Сойка бросила на девушку внимательный взгляд, пытаясь поймать следы насмешки. Но младшая, похоже, спрашивала совершенно серьёзно. Что же у них за порядки такие на Воздухе, что Льдянка до сих пор не понимает элементарных вещей. И как же ей всё объяснить?
Говоря о банальном, лучше смотреть на что-нибудь привлекательное – получается не так скучно. Нария устремила взор на вышивку, белыми птицами разлетающуюся по рукавам и подолу абито Льдянки – птицы хлопали крыльями, словно живые, прячась в полупрозрачных складках дымчато-серой ткани.
– Мужчина – опора, глава семьи, её защитник, – синеволосая начала издалека. – Он хранит покой и благополучие, материально обеспечивает семью, бережёт жену и детей от проблем. У мужчины нет права быть слабым и сентиментальным дома.

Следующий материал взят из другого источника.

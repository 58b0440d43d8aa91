pub mod checkpoint_manager;
pub mod dirty_page_table;
pub mod log_iterator;
pub mod log_manager;
pub mod log_record;
pub mod log_recovery;
pub mod recovery_manager;
pub mod transaction_table;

Сойка замолчала, переводя дыхание и собираясь с мыслями, подняла взгляд на лицо слушательницы: не заскучала ли? Храмовое пламя! Если на занятиях Льдянка хоть вполовину так внимательна и заинтересована, неудивительно, что учителя от неё в восторге. Широко распахнутые глаза безотрывно следят за каждым жестом нарии, и словно весь мир сосредоточился для птенчика в её словах – кажется, замолчишь надолго и девушке станет нечем дышать.
– Но нельзя быть сильным всё время. Даже самым выдержанным людям иногда нужно выговориться. В нарайях мужчины могут показать то, что в любом другом месте считается их слабостями. С нами они могут открыто выражать чувства, делиться заботами и беспокойствами. Нария – это не жена, не слабая женщина, нуждающаяся в защите. Она – друг, умный собеседник, который может дать совет, посочувствовать. Гости приходят в нарайи, потому что мы умеем видеть силу в их слабостях.
Льдянка чуть слышно усмехнулась – интересно, какие выводы она сделала? – и задала следующий вопрос:
– И поэтому мы носим маски и узоры на лицах? Чтобы создать иллюзию анонимности? Безликие хранители чужих тайн…
Сойка никогда не смотрела на это так.
Маски нужны птенчикам и птичкам, чтобы девушки сняли их и ушли неузнанными, когда придёт время покинуть Гнездо навсегда. Почти все меняют свободу Хоко на изящные клетки семейной жизни, становясь жёнами, а потом матерями… «Фарфоровые лица» помогают воспитанницам Хоко заглянуть в тайные уголки мужских душ, держа дистанцию. Улетая, птицы оставляют секреты маскам, забывая свою хокоскую жизнь: Грач становится госпожой купчихой, не знающей, что у её мужа есть слабости и тревоги.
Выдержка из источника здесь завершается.